*** Block opens ***

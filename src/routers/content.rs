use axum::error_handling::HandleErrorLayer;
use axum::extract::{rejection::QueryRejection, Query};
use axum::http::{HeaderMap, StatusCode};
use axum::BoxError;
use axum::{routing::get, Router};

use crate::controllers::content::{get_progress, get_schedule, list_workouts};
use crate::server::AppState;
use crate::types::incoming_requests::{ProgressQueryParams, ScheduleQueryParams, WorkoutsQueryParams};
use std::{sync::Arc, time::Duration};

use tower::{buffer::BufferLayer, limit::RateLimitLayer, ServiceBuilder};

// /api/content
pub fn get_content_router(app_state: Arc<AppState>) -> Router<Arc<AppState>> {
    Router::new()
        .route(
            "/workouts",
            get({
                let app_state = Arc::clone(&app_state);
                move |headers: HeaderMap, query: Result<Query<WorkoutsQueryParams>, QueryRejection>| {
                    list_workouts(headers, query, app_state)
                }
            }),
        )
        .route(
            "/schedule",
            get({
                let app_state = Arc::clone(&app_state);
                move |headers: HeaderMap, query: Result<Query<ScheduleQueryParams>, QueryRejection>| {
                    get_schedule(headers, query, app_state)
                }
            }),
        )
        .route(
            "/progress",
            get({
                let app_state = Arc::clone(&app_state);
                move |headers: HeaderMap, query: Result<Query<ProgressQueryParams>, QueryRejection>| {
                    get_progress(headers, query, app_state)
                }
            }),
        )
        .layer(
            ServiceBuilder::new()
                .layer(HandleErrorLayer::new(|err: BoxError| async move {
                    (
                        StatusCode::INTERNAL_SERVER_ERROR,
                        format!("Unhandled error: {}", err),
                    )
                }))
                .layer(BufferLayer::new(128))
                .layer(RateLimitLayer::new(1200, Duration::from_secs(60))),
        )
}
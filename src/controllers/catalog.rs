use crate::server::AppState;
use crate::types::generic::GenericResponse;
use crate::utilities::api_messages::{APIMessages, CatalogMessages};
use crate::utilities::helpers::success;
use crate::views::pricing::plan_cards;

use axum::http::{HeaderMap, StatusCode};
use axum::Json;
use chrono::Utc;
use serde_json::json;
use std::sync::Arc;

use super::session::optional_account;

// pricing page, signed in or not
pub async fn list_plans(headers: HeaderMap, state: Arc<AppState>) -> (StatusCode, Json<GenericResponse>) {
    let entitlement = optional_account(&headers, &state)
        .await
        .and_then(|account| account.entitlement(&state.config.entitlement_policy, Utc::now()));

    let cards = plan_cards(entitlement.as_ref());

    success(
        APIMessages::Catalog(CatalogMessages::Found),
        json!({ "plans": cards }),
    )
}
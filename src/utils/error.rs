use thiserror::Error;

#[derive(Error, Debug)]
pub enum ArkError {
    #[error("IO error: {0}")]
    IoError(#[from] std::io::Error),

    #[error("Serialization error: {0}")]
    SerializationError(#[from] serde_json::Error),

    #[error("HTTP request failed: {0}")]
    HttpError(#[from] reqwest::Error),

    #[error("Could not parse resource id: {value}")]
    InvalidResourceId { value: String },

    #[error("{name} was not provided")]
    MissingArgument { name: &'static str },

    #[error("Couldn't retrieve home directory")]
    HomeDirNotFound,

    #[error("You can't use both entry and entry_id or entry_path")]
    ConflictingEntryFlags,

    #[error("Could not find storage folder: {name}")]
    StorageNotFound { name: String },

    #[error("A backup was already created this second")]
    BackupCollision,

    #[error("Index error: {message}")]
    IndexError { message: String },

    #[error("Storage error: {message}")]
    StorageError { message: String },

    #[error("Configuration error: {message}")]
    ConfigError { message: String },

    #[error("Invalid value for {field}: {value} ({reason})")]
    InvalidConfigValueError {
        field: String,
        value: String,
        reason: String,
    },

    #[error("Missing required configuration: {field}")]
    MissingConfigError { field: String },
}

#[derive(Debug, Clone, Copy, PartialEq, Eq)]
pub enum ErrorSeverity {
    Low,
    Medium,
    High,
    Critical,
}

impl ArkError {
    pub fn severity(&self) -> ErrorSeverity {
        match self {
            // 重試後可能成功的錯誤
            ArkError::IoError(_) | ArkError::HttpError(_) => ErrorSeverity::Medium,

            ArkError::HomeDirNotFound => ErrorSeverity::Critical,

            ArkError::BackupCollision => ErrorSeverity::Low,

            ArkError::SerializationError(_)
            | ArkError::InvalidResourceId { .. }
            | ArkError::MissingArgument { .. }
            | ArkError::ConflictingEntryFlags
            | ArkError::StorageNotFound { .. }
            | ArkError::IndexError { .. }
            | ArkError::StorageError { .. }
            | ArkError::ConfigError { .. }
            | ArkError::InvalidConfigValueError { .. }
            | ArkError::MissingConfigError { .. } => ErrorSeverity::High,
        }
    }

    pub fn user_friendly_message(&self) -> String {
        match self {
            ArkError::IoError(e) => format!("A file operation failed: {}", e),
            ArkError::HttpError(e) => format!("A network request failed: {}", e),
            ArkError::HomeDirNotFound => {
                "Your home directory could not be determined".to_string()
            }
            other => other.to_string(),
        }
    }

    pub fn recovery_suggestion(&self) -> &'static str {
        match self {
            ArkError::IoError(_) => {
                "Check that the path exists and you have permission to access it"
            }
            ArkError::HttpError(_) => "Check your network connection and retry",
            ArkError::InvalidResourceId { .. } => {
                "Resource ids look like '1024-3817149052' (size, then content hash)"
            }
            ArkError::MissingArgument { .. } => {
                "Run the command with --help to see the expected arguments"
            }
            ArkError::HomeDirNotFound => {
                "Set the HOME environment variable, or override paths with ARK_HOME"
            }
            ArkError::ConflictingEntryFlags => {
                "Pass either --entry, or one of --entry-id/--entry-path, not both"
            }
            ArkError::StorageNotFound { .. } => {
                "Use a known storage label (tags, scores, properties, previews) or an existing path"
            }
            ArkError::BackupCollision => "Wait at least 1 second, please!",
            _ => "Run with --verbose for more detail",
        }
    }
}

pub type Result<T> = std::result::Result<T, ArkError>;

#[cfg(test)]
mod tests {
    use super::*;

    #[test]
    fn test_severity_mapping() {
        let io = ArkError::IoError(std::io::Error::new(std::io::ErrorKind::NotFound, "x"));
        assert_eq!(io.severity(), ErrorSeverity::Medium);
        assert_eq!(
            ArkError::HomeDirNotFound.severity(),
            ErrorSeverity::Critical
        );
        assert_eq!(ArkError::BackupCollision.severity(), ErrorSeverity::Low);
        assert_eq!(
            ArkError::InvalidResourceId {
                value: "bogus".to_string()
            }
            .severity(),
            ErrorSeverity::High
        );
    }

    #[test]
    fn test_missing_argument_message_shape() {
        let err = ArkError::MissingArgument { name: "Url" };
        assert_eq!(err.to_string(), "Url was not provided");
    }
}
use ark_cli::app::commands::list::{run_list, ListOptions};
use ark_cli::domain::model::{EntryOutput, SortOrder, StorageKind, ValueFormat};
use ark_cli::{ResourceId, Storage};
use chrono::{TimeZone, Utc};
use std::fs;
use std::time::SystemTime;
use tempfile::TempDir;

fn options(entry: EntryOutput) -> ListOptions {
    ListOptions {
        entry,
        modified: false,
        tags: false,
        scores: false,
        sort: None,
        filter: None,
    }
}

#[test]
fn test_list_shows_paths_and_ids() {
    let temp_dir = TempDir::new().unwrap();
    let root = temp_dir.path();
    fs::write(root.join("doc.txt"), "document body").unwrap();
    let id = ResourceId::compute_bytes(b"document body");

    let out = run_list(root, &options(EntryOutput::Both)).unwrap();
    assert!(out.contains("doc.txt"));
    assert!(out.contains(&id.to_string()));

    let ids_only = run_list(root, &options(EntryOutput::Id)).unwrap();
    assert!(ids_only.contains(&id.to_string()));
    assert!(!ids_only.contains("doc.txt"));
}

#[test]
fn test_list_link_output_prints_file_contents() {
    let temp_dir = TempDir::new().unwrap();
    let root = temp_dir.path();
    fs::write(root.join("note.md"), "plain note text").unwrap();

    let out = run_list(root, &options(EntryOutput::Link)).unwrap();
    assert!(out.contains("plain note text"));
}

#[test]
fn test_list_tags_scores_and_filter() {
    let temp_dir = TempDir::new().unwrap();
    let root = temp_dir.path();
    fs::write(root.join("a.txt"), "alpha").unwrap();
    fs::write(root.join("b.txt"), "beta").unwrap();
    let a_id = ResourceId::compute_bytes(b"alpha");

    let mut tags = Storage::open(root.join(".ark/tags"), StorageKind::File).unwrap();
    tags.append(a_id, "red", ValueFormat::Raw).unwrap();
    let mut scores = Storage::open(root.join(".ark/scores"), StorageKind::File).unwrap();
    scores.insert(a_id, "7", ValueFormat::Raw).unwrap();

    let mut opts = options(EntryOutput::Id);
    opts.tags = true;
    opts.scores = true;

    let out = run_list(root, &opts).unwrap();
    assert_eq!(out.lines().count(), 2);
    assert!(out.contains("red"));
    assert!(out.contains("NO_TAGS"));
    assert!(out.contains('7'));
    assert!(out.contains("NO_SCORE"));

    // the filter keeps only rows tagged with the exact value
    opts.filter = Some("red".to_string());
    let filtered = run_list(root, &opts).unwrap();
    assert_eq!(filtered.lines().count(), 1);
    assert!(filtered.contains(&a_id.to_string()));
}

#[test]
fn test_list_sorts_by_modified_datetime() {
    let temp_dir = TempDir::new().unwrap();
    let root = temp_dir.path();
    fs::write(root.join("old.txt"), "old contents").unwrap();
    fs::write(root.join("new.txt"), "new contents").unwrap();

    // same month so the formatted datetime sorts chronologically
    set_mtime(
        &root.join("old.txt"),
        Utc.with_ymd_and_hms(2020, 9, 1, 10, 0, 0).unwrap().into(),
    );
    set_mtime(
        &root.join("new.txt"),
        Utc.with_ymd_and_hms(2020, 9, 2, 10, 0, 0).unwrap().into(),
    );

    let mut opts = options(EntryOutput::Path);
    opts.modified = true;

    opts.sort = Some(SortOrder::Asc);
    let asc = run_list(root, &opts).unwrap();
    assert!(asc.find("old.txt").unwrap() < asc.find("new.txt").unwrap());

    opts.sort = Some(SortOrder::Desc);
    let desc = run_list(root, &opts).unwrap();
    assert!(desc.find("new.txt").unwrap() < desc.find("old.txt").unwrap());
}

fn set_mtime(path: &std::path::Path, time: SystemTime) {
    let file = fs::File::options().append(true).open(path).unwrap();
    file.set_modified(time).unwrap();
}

*** Block closes ***

What is being asked
Up to and including the line that contains "filename src/controllers/catalog.rs", restate word for word every line of the entries, starting from the first.

Your solution
filename src/routers/content.rs
use axum::error_handling::HandleErrorLayer;
use axum::extract::{rejection::QueryRejection, Query};
use axum::http::{HeaderMap, StatusCode};
use axum::BoxError;
use axum::{routing::get, Router};

use crate::controllers::content::{get_progress, get_schedule, list_workouts};
use crate::server::AppState;
use crate::types::incoming_requests::{ProgressQueryParams, ScheduleQueryParams, WorkoutsQueryParams};
use std::{sync::Arc, time::Duration};

use tower::{buffer::BufferLayer, limit::RateLimitLayer, ServiceBuilder};

// /api/content
pub fn get_content_router(app_state: Arc<AppState>) -> Router<Arc<AppState>> {
    Router::new()
        .route(
            "/workouts",
            get({
                let app_state = Arc::clone(&app_state);
                move |headers: HeaderMap, query: Result<Query<WorkoutsQueryParams>, QueryRejection>| {
                    list_workouts(headers, query, app_state)
                }
            }),
        )
        .route(
            "/schedule",
            get({
                let app_state = Arc::clone(&app_state);
                move |headers: HeaderMap, query: Result<Query<ScheduleQueryParams>, QueryRejection>| {
                    get_schedule(headers, query, app_state)
                }
            }),
        )
        .route(
            "/progress",
            get({
                let app_state = Arc::clone(&app_state);
                move |headers: HeaderMap, query: Result<Query<ProgressQueryParams>, QueryRejection>| {
                    get_progress(headers, query, app_state)
                }
            }),
        )
        .layer(
            ServiceBuilder::new()
                .layer(HandleErrorLayer::new(|err: BoxError| async move {
                    (
                        StatusCode::INTERNAL_SERVER_ERROR,
                        format!("Unhandled error: {}", err),
                    )
                }))
                .layer(BufferLayer::new(128))
                .layer(RateLimitLayer::new(1200, Duration::from_secs(60))),
        )
}
filename src/controllers/catalog.rs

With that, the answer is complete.